Street Circuit (March 1993–November 1995)
- Length: 4.200 km (2.610 mi)
- Turns: 10
- Race lap record: 1:45.653 ( John Nielsen, McLaren F1 GTR, 1995, GT1)

= Zhuhai Street Circuit =

Motorsport circuit in Zhuhai, China

Zhuhai Street Circuit was a 4.200 km street circuit used in 1993–1995 in Zhuhai for motorsports events before the completion of the permanent Zhuhai International Circuit in 1996.

The circuit was opened in March 1993, and only races run by the Hong Kong Automobile Association was held at the track that year. In 1994 and 1995, the BPR Global GT Series, Asian Formula 2000 and the South East Asian Touring Cars Challenge were held at the circuit.
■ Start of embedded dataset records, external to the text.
use ::std::io;
use ::std::net::{IpAddr, Ipv4Addr, Ipv6Addr, SocketAddr, SocketAddrV6};

pub(super) fn io_to_nb(err: io::Error) -> nb::Error<io::Error> {
  match err.kind() {
    | io::ErrorKind::WouldBlock => nb::Error::WouldBlock,
    | _ => nb::Error::Other(err),
  }
}

fn ip_to_no_std(ip: IpAddr) -> no_std_net::IpAddr {
  match ip {
    | IpAddr::V4(ip) => {
      let [a, b, c, d] = ip.octets();
      no_std_net::IpAddr::V4(no_std_net::Ipv4Addr::new(a, b, c, d))
    },
    | IpAddr::V6(ip) => {
      let [a, b, c, d, e, f, g, h] = ip.segments();
      no_std_net::IpAddr::V6(no_std_net::Ipv6Addr::new(a, b, c, d, e, f, g, h))
    },
  }
}

fn ip_to_std(ip: no_std_net::IpAddr) -> IpAddr {
  match ip {
    | no_std_net::IpAddr::V4(ip) => {
      let [a, b, c, d] = ip.octets();
      IpAddr::V4(Ipv4Addr::new(a, b, c, d))
    },
    | no_std_net::IpAddr::V6(ip) => {
      let [a, b, c, d, e, f, g, h] = ip.segments();
      IpAddr::V6(Ipv6Addr::new(a, b, c, d, e, f, g, h))
    },
  }
}

pub(super) fn to_no_std(addr: SocketAddr) -> no_std_net::SocketAddr {
  match addr {
    | SocketAddr::V4(v4) => no_std_net::SocketAddr::new(ip_to_no_std(IpAddr::V4(*v4.ip())), v4.port()),
    | SocketAddr::V6(v6) => match ip_to_no_std(IpAddr::V6(*v6.ip())) {
      | no_std_net::IpAddr::V6(ip) => {
        no_std_net::SocketAddrV6::new(ip, v6.port(), v6.flowinfo(), v6.scope_id()).into()
      },
      | ip => no_std_net::SocketAddr::new(ip, v6.port()),
    },
  }
}

pub(super) fn to_std(addr: no_std_net::SocketAddr) -> SocketAddr {
  match addr {
    | no_std_net::SocketAddr::V4(v4) => {
      SocketAddr::new(ip_to_std(no_std_net::IpAddr::V4(*v4.ip())), v4.port())
    },
    | no_std_net::SocketAddr::V6(v6) => match ip_to_std(no_std_net::IpAddr::V6(*v6.ip())) {
      | IpAddr::V6(ip) => SocketAddrV6::new(ip, v6.port(), v6.flowinfo(), v6.scope_id()).into(),
      | ip => SocketAddr::new(ip, v6.port()),
    },
  }
}
use super::{OptString, Packet};
use crate::{ContentFormat,
            Error,
            OpaqueData,
            OptNumber,
            OptValue,
            COAP_DEFAULT_MAX_AGE,
            COAP_STD_PORT};

/// Typed accessors for the options this crate knows by name
impl<const N: usize> Packet<N> {
  /// Read a string option, `OptNotSet` counting as the empty string
  fn string_or_empty(&self, number: OptNumber) -> Result<OptString, Error> {
    let mut out = OptString::default();
    match self.get_string(number, &mut out) {
      | Ok(()) | Err(Error::OptNotSet) => Ok(out),
      | Err(e) => Err(e),
    }
  }

  fn set_segments(&mut self, number: OptNumber, value: &str) -> Result<(), Error> {
    match value {
      | "" => self.remove_option(number),
      | v => self.set_option(number, OptValue::Str(v)),
    }
  }

  /// The Uri-Path segments joined by `/`, without a leading slash.
  ///
  /// Empty when no Uri-Path is set.
  pub fn uri_path(&self) -> Result<OptString, Error> {
    self.string_or_empty(OptNumber::URI_PATH)
  }

  /// Replace the Uri-Path with the `/`-separated segments of `path`.
  ///
  /// ```
  /// use coapling_msg::{CoapPacket, OptNumber};
  ///
  /// let mut p = CoapPacket::new();
  /// p.set_uri_path("/sensors/temp").unwrap();
  /// assert_eq!(p.segments(OptNumber::URI_PATH).count(), 2);
  /// assert_eq!(p.uri_path().unwrap().as_str(), "sensors/temp");
  /// ```
  pub fn set_uri_path(&mut self, path: &str) -> Result<(), Error> {
    self.set_segments(OptNumber::URI_PATH, path.trim_start_matches('/'))
  }

  /// The Uri-Query segments joined by `&`
  pub fn uri_query(&self) -> Result<OptString, Error> {
    self.string_or_empty(OptNumber::URI_QUERY)
  }

  /// Replace the Uri-Query with the `&`-separated parameters of `query`
  /// (a leading `?` or `/` is ignored)
  pub fn set_uri_query(&mut self, query: &str) -> Result<(), Error> {
    self.set_segments(OptNumber::URI_QUERY,
                      query.trim_start_matches(|c| c == '?' || c == '/'))
  }

  /// Append query parameters after those already set
  pub fn add_uri_query(&mut self, query: &str) -> Result<(), Error> {
    self.add_option(OptNumber::URI_QUERY,
                    OptValue::Str(query.trim_start_matches(|c| c == '?' || c == '/')))
  }

  /// Uri-Host
  pub fn uri_host(&self) -> Result<OptString, Error> {
    let mut out = OptString::default();
    self.get_string(OptNumber::URI_HOST, &mut out).map(|_| out)
  }

  /// Set Uri-Host
  pub fn set_uri_host(&mut self, host: &str) -> Result<(), Error> {
    self.set_option(OptNumber::URI_HOST, OptValue::Str(host))
  }

  /// Uri-Port, [`COAP_STD_PORT`] when absent
  pub fn uri_port(&self) -> u16 {
    self.get_uint(OptNumber::URI_PORT)
        .ok()
        .and_then(|n| u16::try_from(n).ok())
        .unwrap_or(COAP_STD_PORT)
  }

  /// Set Uri-Port; the default port is expressed by leaving the option out
  pub fn set_uri_port(&mut self, port: u16) -> Result<(), Error> {
    match port {
      | COAP_STD_PORT => self.remove_option(OptNumber::URI_PORT),
      | port => self.set_option(OptNumber::URI_PORT, OptValue::Uint(port.into())),
    }
  }

  /// The Location-Path segments joined by `/`
  pub fn location_path(&self) -> Result<OptString, Error> {
    self.string_or_empty(OptNumber::LOCATION_PATH)
  }

  /// Replace the Location-Path
  pub fn set_location_path(&mut self, path: &str) -> Result<(), Error> {
    self.set_segments(OptNumber::LOCATION_PATH, path.trim_start_matches('/'))
  }

  /// The token, empty when the packet carries none
  pub fn token(&self) -> OpaqueData {
    self.get_opaque(OptNumber::TOKEN).unwrap_or_default()
  }

  /// Set the token; an empty token removes the option
  pub fn set_token(&mut self, token: &OpaqueData) -> Result<(), Error> {
    match token.is_empty() {
      | true => self.remove_option(OptNumber::TOKEN),
      | false => self.set_option(OptNumber::TOKEN, OptValue::Opaque(&token[..])),
    }
  }

  /// Content-Type
  pub fn content_type(&self) -> Option<ContentFormat> {
    self.get_uint(OptNumber::CONTENT_TYPE)
        .ok()
        .and_then(|n| u16::try_from(n).ok())
        .map(ContentFormat::from)
  }

  /// Set Content-Type
  pub fn set_content_type(&mut self, format: ContentFormat) -> Result<(), Error> {
    self.set_option(OptNumber::CONTENT_TYPE,
                    OptValue::Uint(u16::from(format).into()))
  }

  /// Every content format listed in Accept options
  pub fn accept(&self) -> impl Iterator<Item = ContentFormat> + '_ {
    self.segments(OptNumber::ACCEPT)
        .map(|b| b.iter().fold(0u16, |n, b| (n << 8) | u16::from(*b)))
        .map(ContentFormat::from)
  }

  /// Add an acceptable content format
  pub fn add_accept(&mut self, format: ContentFormat) -> Result<(), Error> {
    self.add_option(OptNumber::ACCEPT, OptValue::Uint(u16::from(format).into()))
  }

  /// Max-Age in seconds, [`COAP_DEFAULT_MAX_AGE`] when absent
  pub fn max_age(&self) -> u32 {
    self.get_uint(OptNumber::MAX_AGE)
        .unwrap_or(COAP_DEFAULT_MAX_AGE)
  }

  /// Set Max-Age in seconds
  pub fn set_max_age(&mut self, seconds: u32) -> Result<(), Error> {
    self.set_option(OptNumber::MAX_AGE, OptValue::Uint(seconds))
  }

  /// The Observe value
  pub fn observe(&self) -> Result<u32, Error> {
    self.get_uint(OptNumber::OBSERVE)
  }

  /// Set the Observe value
  pub fn set_observe(&mut self, n: u32) -> Result<(), Error> {
    self.set_option(OptNumber::OBSERVE, OptValue::Uint(n))
  }

  /// The raw value of every Condition option
  pub fn conditions(&self) -> impl Iterator<Item = &[u8]> + '_ {
    self.segments(OptNumber::CONDITION)
  }

  /// Append a Condition option
  pub fn add_condition(&mut self, raw: &[u8]) -> Result<(), Error> {
    self.add_option(OptNumber::CONDITION, OptValue::Opaque(raw))
  }
}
After the completion of the Zhuhai International Circuit, the street circuit was discontinued.

==Facilities==
All the pits, paddock, VIP suites, guest stand and race control are situated at the start/finish straight at Jiu Zhou City.

==Circuit route==
The circuit ran clockwise. The start/finish line was at Jing Shan Road (景山路), at the end of the straight it turned right at 120 degrees onto Hai Bin Road (海濱路), it followed the road until it reached Ji Da Road (吉大路)where it turned 90 degrees right. Then it turned 90 degrees left to Jing Yuan Road (景園路) and then left again for Yuan Lin Road (園林路). There it turned right and rejoined Hai Bin Road.

It then turned right for Jiu Zhou Road (九州大道), then another right for Jing Le Road (景樂路). After that was another 90 degree left turn for Yuan Lin Road before another sharp right for Jing Shan Road. It followed Jing Shan Road and then a slight right turn back to Jiu Zhou Road and the finish line.